Paclitaxel (Taxols^R)-containing chitin and chitin-Pluronics^R F-108 microparticles were formulated as biodegradable systems for localized administration in solid tumors. The microparticles were characterized by Fourier transform infrared (FT-IR) spectroscopy, scanning electron microscopy (SEM), and swelling studies in phosphate-buffered saline (PBS, pH 7.4). Lysozymeinduced degradation and in vitro release of paclitaxel was examined in PBS at 371C. The percent change in tumor volume was used to assess efficacy of the formulations after local administration in murine Lewis lung carcinoma model. FT-IR confirmed higher degree of acetylation in chitin microparticles from the starting chitosan sample and the SEM showed that the chitin-Pluronic F-108 microparticles were significantly more porous than chitin microparticles.

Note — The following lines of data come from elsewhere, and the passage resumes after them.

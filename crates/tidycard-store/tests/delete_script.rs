use chrono::NaiveDate;
use rusqlite::Connection;
use tempfile::TempDir;
use tidycard_core::ContactRecord;
use tidycard_store::DeleteScript;

fn seeded_connection() -> Connection {
    let conn = Connection::open_in_memory().expect("open in memory");
    conn.execute_batch(
        "CREATE TABLE \"Contactos\" (id INTEGER PRIMARY KEY, \"phoneNumber\" TEXT);
         CREATE TABLE \"IA_CRM_Clientes\" (id INTEGER PRIMARY KEY, \"phoneNumber\" TEXT);
         INSERT INTO \"Contactos\" (\"phoneNumber\") VALUES
           ('+573001112233'), ('+573004445566'), ('+573007778899'), ('+57300''1');
         INSERT INTO \"IA_CRM_Clientes\" (\"phoneNumber\") VALUES
           ('+573001112233'), ('+573007778899');",
    )
    .expect("seed");
    conn
}

fn count(conn: &Connection, table: &str) -> i64 {
    conn.query_row(&format!("SELECT COUNT(*) FROM \"{table}\""), [], |row| {
        row.get(0)
    })
    .expect("count")
}

fn script() -> DeleteScript {
    DeleteScript::new(
        "numeros_a_eliminar",
        "phoneNumber",
        &["Contactos".to_string(), "IA_CRM_Clientes".to_string()],
        2,
    )
    .expect("script")
}

fn generated_at() -> chrono::NaiveDateTime {
    NaiveDate::from_ymd_opt(2025, 7, 1)
        .and_then(|date| date.and_hms_opt(8, 0, 0))
        .expect("timestamp")
}

#[test]
fn script_deletes_removed_numbers_from_every_table() {
    let conn = seeded_connection();
    let removed = vec![
        ContactRecord::new(Some("Ana"), "+573001112233", None),
        ContactRecord::new(Some("Caro"), "+573007778899", None),
        ContactRecord::new(None, "+57300'1", None),
    ];

    conn.execute_batch(&script().render(&removed, generated_at()))
        .expect("run script");

    assert_eq!(count(&conn, "Contactos"), 1);
    assert_eq!(count(&conn, "IA_CRM_Clientes"), 0);
    let survivor: String = conn
        .query_row("SELECT \"phoneNumber\" FROM \"Contactos\"", [], |row| {
            row.get(0)
        })
        .expect("survivor");
    assert_eq!(survivor, "+573004445566");
}

#[test]
fn empty_script_leaves_tables_untouched() {
    let conn = seeded_connection();
    conn.execute_batch(&script().render(&[], generated_at()))
        .expect("run script");
    assert_eq!(count(&conn, "Contactos"), 4);
    assert_eq!(count(&conn, "IA_CRM_Clientes"), 2);
}

#[test]
fn script_is_written_to_disk() {
    let temp = TempDir::new().expect("tempdir");
    let path = temp.path().join("sql").join("limpiar.sql");
    let removed = vec![ContactRecord::new(Some("Beto"), "+573004445566", None)];

    script()
        .write(&path, &removed, generated_at())
        .expect("write script");

    let conn = seeded_connection();
    let sql = std::fs::read_to_string(&path).expect("read script");
    conn.execute_batch(&sql).expect("run script");
    assert_eq!(count(&conn, "Contactos"), 3);
}
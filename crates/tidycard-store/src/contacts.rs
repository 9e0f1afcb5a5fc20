use crate::error::{Result, StoreError};
use serde::Serialize;
use std::fs::{self, File};
use std::io::{BufReader, BufWriter, Write};
use std::path::Path;
use tidycard_core::ContactRecord;

/// Reads a JSON array of contact records.
pub fn read_records(path: &Path) -> Result<Vec<ContactRecord>> {
    if !path.exists() {
        return Err(StoreError::NotFound(path.to_path_buf()));
    }
    let file = File::open(path)?;
    let records = serde_json::from_reader(BufReader::new(file))?;
    Ok(records)
}

/// Writes records as pretty-printed UTF-8 JSON, creating parent
/// directories as needed.
pub fn write_records(path: &Path, records: &[ContactRecord]) -> Result<()> {
    write_json(path, records)
}

/// Writes the first `size` records. Returns how many were written.
pub fn write_sample(path: &Path, records: &[ContactRecord], size: usize) -> Result<usize> {
    let sample = &records[..size.min(records.len())];
    write_json(path, sample)?;
    Ok(sample.len())
}

pub fn write_json<T: Serialize + ?Sized>(path: &Path, value: &T) -> Result<()> {
    ensure_parent(path)?;
    let mut writer = BufWriter::new(File::create(path)?);
    serde_json::to_writer_pretty(&mut writer, value)?;
    writer.write_all(b"\n")?;
    writer.flush()?;
    Ok(())
}

pub(crate) fn ensure_parent(path: &Path) -> Result<()> {
    if let Some(parent) = path.parent() {
        if !parent.as_os_str().is_empty() {
            fs::create_dir_all(parent)?;
        }
    }
    Ok(())
}
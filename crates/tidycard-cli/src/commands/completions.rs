use anyhow::Result;
use clap::CommandFactory;
use clap_complete::{generate, Shell};
use std::io;

#[derive(Debug, clap::Args)]
pub struct CompletionsArgs {
    #[arg(value_enum)]
    pub shell: Shell,
}

pub fn emit(args: CompletionsArgs) -> Result<()> {
    let mut cmd = crate::Cli::command();
    let bin_name = cmd.get_name().to_string();
    generate(args.shell, &mut cmd, bin_name, &mut io::stdout().lock());
    Ok(())
}
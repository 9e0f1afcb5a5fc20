use crate::error::CoreError;
use crate::names::capitalize::upper_first;
use crate::names::lexicon::AllowLexicon;
use std::fmt;

/// The capital letter that upstream corruption prepends to names.
#[derive(Debug, Clone, Copy, PartialEq, Eq)]
pub struct SpuriousLetter(char);

impl SpuriousLetter {
    pub fn new(letter: char) -> Result<Self, CoreError> {
        if !letter.is_alphabetic() || !letter.is_uppercase() {
            return Err(CoreError::InvalidSpuriousLetter(letter.to_string()));
        }
        Ok(Self(letter))
    }

    pub fn parse(raw: &str) -> Result<Self, CoreError> {
        let mut chars = raw.trim().chars();
        match (chars.next(), chars.next()) {
            (Some(letter), None) => Self::new(letter),
            _ => Err(CoreError::InvalidSpuriousLetter(raw.to_string())),
        }
    }

    pub fn as_char(&self) -> char {
        self.0
    }
}

impl Default for SpuriousLetter {
    fn default() -> Self {
        Self('A')
    }
}

impl fmt::Display for SpuriousLetter {
    fn fmt(&self, f: &mut fmt::Formatter<'_>) -> fmt::Result {
        write!(f, "{}", self.0)
    }
}

/// Removes a spurious leading letter, re-testing the remainder until no
/// trigger fires. Running it again on its own output is a no-op.
pub fn strip_spurious_letter(
    name: &str,
    letter: SpuriousLetter,
    allow_list: &dyn AllowLexicon,
) -> String {
    let mut current = name.to_string();
    while let Some(next) = strip_once(&current, letter, allow_list) {
        current = next;
    }
    current
}

fn strip_once(name: &str, letter: SpuriousLetter, allow_list: &dyn AllowLexicon) -> Option<String> {
    let letter = letter.as_char();
    let mut chars = name.chars();
    if chars.next()? != letter {
        return None;
    }

    let second = chars.next()?;
    let doubled = second == letter;
    let follower = if doubled { chars.next()? } else { second };
    if !follower.is_lowercase() {
        return None;
    }

    if allow_list.protects(name) || is_only_letter(name, letter) {
        return None;
    }

    let rest = &name[letter.len_utf8()..];
    if doubled {
        // "AAdam": drop one copy and let the next pass judge "Adam".
        Some(rest.to_string())
    } else {
        Some(upper_first(rest))
    }
}

// "Aaa" is all suspect letter; nothing would be left to keep.
fn is_only_letter(name: &str, letter: char) -> bool {
    name.split_whitespace().next().is_some_and(|word| {
        word.chars()
            .all(|ch| ch.to_uppercase().eq(letter.to_uppercase()))
    })
}

#[cfg(test)]
mod tests {
    use super::{strip_spurious_letter, SpuriousLetter};
    use crate::names::lexicon::AllowList;

    fn strip(name: &str) -> String {
        strip_spurious_letter(name, SpuriousLetter::default(), &AllowList::builtin())
    }

    #[test]
    fn removes_prefix_before_lowercase() {
        assert_eq!(strip("Acarlos"), "Carlos");
        assert_eq!(strip("Aandrea"), "Andrea");
        assert_eq!(strip("Acesarmontoya"), "Cesarmontoya");
    }

    #[test]
    fn allow_list_suppresses_trigger() {
        assert_eq!(strip("Andrea"), "Andrea");
        assert_eq!(strip("Andrea Gómez"), "Andrea Gómez");
        assert_eq!(strip("Adam"), "Adam");
        assert_eq!(strip("Alexandervasquez"), "Alexandervasquez");
    }

    #[test]
    fn doubled_prefix_drops_one_copy_and_retests() {
        assert_eq!(strip("AAdam"), "Adam");
        assert_eq!(strip("AAcarlos"), "Carlos");
    }

    #[test]
    fn doubled_uppercase_without_lowercase_is_left_alone() {
        assert_eq!(strip("AAA"), "AAA");
        assert_eq!(strip("ANDREA"), "ANDREA");
    }

    #[test]
    fn word_made_only_of_the_letter_is_kept() {
        assert_eq!(strip("Aaa"), "Aaa");
        assert_eq!(strip("Aa Lopez"), "Aa Lopez");
    }

    #[test]
    fn real_leading_letter_outside_allow_list_is_lost() {
        assert_eq!(strip("Amparito"), "Mparito");
        assert_eq!(strip("Aaldemar"), "Ldemar");

        let mut allow_list = AllowList::builtin();
        allow_list.extend(["amparito"]).expect("extend");
        let kept = strip_spurious_letter("Amparito", SpuriousLetter::default(), &allow_list);
        assert_eq!(kept, "Amparito");
    }

    #[test]
    fn other_letters_are_not_touched() {
        assert_eq!(strip("Bcarlos"), "Bcarlos");
        assert_eq!(strip("acarlos"), "acarlos");
        assert_eq!(strip("A"), "A");
    }

    #[test]
    fn is_idempotent() {
        for name in ["Aacarlos", "Acarlos", "AAdam", "Andrea", "Aaron", "AAA", "Aaa", "Aura"] {
            let once = strip(name);
            assert_eq!(strip(&once), once, "{name}");
        }
    }

    #[test]
    fn letter_is_configurable() {
        let letter = SpuriousLetter::parse("B").expect("letter");
        let stripped = strip_spurious_letter("Bcarlos", letter, &AllowList::default());
        assert_eq!(stripped, "Carlos");
    }

    #[test]
    fn letter_must_be_single_uppercase() {
        assert!(SpuriousLetter::parse("a").is_err());
        assert!(SpuriousLetter::parse("AB").is_err());
        assert!(SpuriousLetter::parse("").is_err());
        assert!(SpuriousLetter::parse("7").is_err());
        assert_eq!(SpuriousLetter::parse(" A ").expect("letter").as_char(), 'A');
    }
}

Due to higher porosity, chitin-Pluronic microparticles were able to imbibe higher swelling medium and degraded much faster in the presence of lysozyme than chitin microparticles. After 48 h, 51% of incorporated paclitaxel was released from chitin-Pluronic microparticles as compared to 28% from chitin microparticles. In vivo studies in Lewis lung carcinoma-bearing mice showed that the tumor volumes after 6 days using paclitaxel-loaded chitin and chitin-Pluronic F-108 microparticles was 458 and 307mm3, respectively. In contrast, the tumor volume was 997mm3 for the untreated control. The results of this study show that chitin and chitin-Pluronic F-108 microparticles are biodegradable drug delivery systems that can be useful for localized delivery of paclitaxel in solid tumors.